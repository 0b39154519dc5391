//! Tool catalog. Each tool is the generic orchestrator plus one
//! `ToolProfile`.

use std::fmt;
use std::str::FromStr;

use serde::{Deserialize, Serialize};

use crate::languages::{UiLanguage, CODE_LANGUAGES};
use crate::templates::{self, PromptTemplate};

/// Which model family a tool talks to
#[derive(Debug, Clone, Copy, PartialEq, Eq, Deserialize, Serialize)]
pub enum ModelClass
{   Chat
  , Coder
}

/// All tools served by the backend
#[derive(Debug, Clone, Copy, PartialEq, Eq, Hash, Deserialize, Serialize)]
pub enum Tool
{   OutlineGenerator
  , CodeReview
  , CodeGenerator
  , UnitTestGenerator
  , Translator
}

/// Everything that distinguishes one tool from another
#[derive(Clone, Copy)]
pub struct ToolProfile
{   pub tool: Tool
  , pub template: PromptTemplate
  , /// Text of the system role message
    pub system_role: &'static str
  , pub temperature: f32
  , pub model: ModelClass
  , /// One call per selector instead of exactly one call
    pub multi_target: bool
  , /// Selector used by single-target tools when none is given
    pub default_selector: &'static str
}

static OUTLINE_GENERATOR: ToolProfile = ToolProfile
{   tool: Tool::OutlineGenerator
  , template: templates::outline_prompt
  , system_role: "你是一个多语言内容创作者，擅长撰写内容营销文章。"
  , temperature: 0.7
  , model: ModelClass::Chat
  , multi_target: false
  , default_selector: "en"
};

static CODE_REVIEW: ToolProfile = ToolProfile
{   tool: Tool::CodeReview
  , template: templates::code_review_prompt
  , system_role:
      "You are a helpful assistant that reviews and refactors code."
  , temperature: 0.3
  , model: ModelClass::Coder
  , multi_target: false
  , default_selector: "Python"
};

static CODE_GENERATOR: ToolProfile = ToolProfile
{   tool: Tool::CodeGenerator
  , template: templates::code_generation_prompt
  , system_role: "You are a helpful AI code assistant."
  , temperature: 0.3
  , model: ModelClass::Coder
  , multi_target: false
  , default_selector: "Python"
};

static UNIT_TEST_GENERATOR: ToolProfile = ToolProfile
{   tool: Tool::UnitTestGenerator
  , template: templates::unit_test_prompt
  , system_role:
      "You are a helpful AI that writes unit tests for any code."
  , temperature: 0.2
  , model: ModelClass::Coder
  , multi_target: false
  , default_selector: "Python"
};

static TRANSLATOR: ToolProfile = ToolProfile
{   tool: Tool::Translator
  , template: templates::translation_prompt
  , system_role: "你是一个专业翻译助手，擅长多语言翻译。"
  , temperature: 0.5
  , model: ModelClass::Chat
  , multi_target: true
  , default_selector: "en"
};

impl Tool
{   pub const ALL: [Tool; 5] = [
      Tool::OutlineGenerator
    , Tool::CodeReview
    , Tool::CodeGenerator
    , Tool::UnitTestGenerator
    , Tool::Translator
    ];

    pub fn profile(self) -> &'static ToolProfile
    {   match self
        {   Tool::OutlineGenerator => &OUTLINE_GENERATOR
          , Tool::CodeReview => &CODE_REVIEW
          , Tool::CodeGenerator => &CODE_GENERATOR
          , Tool::UnitTestGenerator => &UNIT_TEST_GENERATOR
          , Tool::Translator => &TRANSLATOR
        }
    }

    /// Kebab-case name used on the command line
    pub fn name(self) -> &'static str
    {   match self
        {   Tool::OutlineGenerator => "outline"
          , Tool::CodeReview => "code-review"
          , Tool::CodeGenerator => "code-generator"
          , Tool::UnitTestGenerator => "unit-test"
          , Tool::Translator => "translator"
        }
    }

    /// Selectors the tool offers. Free-form selectors are still
    /// accepted by the templates.
    pub fn selectors(self) -> Vec<&'static str>
    {   match self
        {   Tool::OutlineGenerator | Tool::Translator => {
              UiLanguage::ALL.iter().map(|l| l.code()).collect()
            }
          , Tool::CodeReview
          | Tool::CodeGenerator
          | Tool::UnitTestGenerator => CODE_LANGUAGES.to_vec()
        }
    }
}

impl fmt::Debug for ToolProfile
{   fn fmt(&self, f: &mut fmt::Formatter<'_>) -> fmt::Result
    {   f.debug_struct("ToolProfile")
          .field("tool", &self.tool)
          .field("temperature", &self.temperature)
          .field("model", &self.model)
          .field("multi_target", &self.multi_target)
          .field("default_selector", &self.default_selector)
          .finish_non_exhaustive()
    }
}

impl fmt::Display for Tool
{   fn fmt(&self, f: &mut fmt::Formatter<'_>) -> fmt::Result
    {   f.write_str(self.name())
    }
}

impl FromStr for Tool
{   type Err = crate::error::Error;

    fn from_str(s: &str) -> Result<Self, Self::Err>
    {   let wanted = s.trim().to_ascii_lowercase();
        Tool::ALL
          .iter()
          .copied()
          .find(|t| t.name() == wanted)
          .ok_or_else(|| crate::error::Error::UnknownTool(s.to_string()))
    }
}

▶ [EXERCISE REQUIREMENTS] Note how many lines in the data above have the string "wanted" in them, and give that number by itself.

▶ [TASK RESULT] 2